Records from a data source
---*---
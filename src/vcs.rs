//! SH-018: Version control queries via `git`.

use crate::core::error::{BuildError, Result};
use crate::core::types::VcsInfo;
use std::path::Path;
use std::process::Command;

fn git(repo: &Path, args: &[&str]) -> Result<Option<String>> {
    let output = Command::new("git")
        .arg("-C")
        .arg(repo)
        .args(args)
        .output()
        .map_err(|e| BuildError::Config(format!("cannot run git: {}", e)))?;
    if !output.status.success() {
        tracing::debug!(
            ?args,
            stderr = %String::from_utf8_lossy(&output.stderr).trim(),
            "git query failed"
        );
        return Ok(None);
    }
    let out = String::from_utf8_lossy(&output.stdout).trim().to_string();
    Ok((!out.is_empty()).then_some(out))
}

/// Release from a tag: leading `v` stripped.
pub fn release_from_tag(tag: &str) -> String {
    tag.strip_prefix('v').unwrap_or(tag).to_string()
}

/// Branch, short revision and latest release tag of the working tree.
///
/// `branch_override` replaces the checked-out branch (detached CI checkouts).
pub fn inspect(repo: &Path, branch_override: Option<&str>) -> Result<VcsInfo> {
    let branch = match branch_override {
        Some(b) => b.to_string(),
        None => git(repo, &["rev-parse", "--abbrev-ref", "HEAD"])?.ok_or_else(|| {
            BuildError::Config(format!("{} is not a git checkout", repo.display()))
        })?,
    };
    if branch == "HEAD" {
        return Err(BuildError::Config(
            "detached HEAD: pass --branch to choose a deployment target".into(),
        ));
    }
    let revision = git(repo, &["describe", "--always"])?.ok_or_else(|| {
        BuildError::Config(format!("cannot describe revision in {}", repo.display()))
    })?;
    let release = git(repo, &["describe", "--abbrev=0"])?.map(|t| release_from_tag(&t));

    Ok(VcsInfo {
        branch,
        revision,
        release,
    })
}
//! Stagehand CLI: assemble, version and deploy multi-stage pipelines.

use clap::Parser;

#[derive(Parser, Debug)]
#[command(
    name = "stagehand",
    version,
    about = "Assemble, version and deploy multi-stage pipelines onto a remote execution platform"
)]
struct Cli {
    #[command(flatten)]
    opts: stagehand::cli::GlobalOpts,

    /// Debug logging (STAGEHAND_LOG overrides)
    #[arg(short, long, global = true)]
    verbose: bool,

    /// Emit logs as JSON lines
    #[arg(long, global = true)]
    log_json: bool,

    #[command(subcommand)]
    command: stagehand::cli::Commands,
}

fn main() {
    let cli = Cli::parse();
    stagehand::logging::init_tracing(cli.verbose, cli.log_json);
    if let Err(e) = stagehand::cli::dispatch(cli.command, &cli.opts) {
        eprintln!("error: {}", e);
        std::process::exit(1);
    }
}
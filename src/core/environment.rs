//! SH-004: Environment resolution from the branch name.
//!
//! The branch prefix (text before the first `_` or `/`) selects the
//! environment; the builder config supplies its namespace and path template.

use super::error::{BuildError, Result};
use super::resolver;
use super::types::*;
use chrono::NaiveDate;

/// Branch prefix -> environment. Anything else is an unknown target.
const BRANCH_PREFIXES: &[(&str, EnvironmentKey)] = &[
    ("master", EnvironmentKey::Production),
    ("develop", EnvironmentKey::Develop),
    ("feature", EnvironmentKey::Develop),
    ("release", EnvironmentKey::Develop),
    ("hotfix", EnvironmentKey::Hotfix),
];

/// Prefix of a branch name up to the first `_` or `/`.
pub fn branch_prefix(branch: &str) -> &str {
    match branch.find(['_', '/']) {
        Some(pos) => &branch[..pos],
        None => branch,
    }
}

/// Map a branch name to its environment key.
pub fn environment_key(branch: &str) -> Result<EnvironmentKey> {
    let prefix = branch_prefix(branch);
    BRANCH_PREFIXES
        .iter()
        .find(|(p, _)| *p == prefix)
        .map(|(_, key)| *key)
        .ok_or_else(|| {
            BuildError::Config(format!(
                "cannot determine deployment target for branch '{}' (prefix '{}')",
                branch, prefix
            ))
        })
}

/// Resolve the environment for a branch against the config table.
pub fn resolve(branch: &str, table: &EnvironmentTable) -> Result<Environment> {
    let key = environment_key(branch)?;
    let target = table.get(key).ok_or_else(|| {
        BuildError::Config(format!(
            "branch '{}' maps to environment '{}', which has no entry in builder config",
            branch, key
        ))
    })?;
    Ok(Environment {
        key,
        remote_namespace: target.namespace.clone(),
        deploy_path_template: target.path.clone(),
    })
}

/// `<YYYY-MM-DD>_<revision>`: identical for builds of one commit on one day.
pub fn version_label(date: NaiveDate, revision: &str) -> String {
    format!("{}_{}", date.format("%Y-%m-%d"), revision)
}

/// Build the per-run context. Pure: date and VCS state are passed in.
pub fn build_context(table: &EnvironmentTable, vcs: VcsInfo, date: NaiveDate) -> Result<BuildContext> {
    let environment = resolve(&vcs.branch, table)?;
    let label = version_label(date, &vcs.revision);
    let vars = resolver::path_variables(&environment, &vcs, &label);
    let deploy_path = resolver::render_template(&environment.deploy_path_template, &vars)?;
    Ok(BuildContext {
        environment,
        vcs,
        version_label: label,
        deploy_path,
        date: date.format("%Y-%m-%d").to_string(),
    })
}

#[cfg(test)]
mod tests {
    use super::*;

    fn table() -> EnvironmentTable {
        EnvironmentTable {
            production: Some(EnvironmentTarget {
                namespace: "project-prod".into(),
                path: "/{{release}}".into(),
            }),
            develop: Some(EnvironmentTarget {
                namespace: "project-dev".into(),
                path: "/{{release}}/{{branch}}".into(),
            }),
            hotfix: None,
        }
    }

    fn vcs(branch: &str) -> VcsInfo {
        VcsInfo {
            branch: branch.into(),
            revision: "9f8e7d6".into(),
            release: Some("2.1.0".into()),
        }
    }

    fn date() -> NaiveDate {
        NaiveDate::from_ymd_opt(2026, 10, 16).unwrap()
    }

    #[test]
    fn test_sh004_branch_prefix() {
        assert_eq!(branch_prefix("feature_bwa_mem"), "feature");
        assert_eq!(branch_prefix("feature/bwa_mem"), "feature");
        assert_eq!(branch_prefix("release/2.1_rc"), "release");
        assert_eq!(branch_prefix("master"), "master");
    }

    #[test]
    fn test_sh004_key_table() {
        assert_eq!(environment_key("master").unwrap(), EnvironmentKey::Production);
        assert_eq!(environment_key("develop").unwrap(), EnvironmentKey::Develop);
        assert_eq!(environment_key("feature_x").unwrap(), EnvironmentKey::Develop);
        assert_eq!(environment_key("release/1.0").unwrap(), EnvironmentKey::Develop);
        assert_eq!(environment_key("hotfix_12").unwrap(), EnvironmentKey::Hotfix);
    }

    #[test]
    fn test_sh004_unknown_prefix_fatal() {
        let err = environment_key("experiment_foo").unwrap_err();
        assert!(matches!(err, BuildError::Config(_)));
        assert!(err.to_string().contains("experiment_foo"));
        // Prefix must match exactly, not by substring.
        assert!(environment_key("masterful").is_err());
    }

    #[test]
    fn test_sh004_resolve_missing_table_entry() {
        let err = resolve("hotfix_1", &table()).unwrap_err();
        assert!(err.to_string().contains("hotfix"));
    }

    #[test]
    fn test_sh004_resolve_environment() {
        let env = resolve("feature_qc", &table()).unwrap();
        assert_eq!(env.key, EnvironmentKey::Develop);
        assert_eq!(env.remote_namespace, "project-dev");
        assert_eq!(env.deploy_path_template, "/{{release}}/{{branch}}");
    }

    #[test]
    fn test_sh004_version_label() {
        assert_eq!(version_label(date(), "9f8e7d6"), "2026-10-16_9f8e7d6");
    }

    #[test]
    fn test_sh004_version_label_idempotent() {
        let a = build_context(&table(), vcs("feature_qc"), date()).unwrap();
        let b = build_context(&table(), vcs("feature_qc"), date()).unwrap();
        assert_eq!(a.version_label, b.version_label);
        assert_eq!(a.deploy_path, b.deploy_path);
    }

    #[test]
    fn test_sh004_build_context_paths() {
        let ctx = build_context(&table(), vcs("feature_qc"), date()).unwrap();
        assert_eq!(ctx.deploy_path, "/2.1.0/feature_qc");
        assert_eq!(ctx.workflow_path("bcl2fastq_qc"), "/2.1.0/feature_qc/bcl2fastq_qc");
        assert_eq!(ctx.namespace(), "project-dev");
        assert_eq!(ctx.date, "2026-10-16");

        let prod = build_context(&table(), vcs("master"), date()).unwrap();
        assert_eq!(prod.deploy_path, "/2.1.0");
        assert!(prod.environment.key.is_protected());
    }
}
---*---
### Exercise
All lines in the records above with "verbose" need to be found and copied.

### Output of the task
    verbose: bool,
    stagehand::logging::init_tracing(cli.verbose, cli.log_json);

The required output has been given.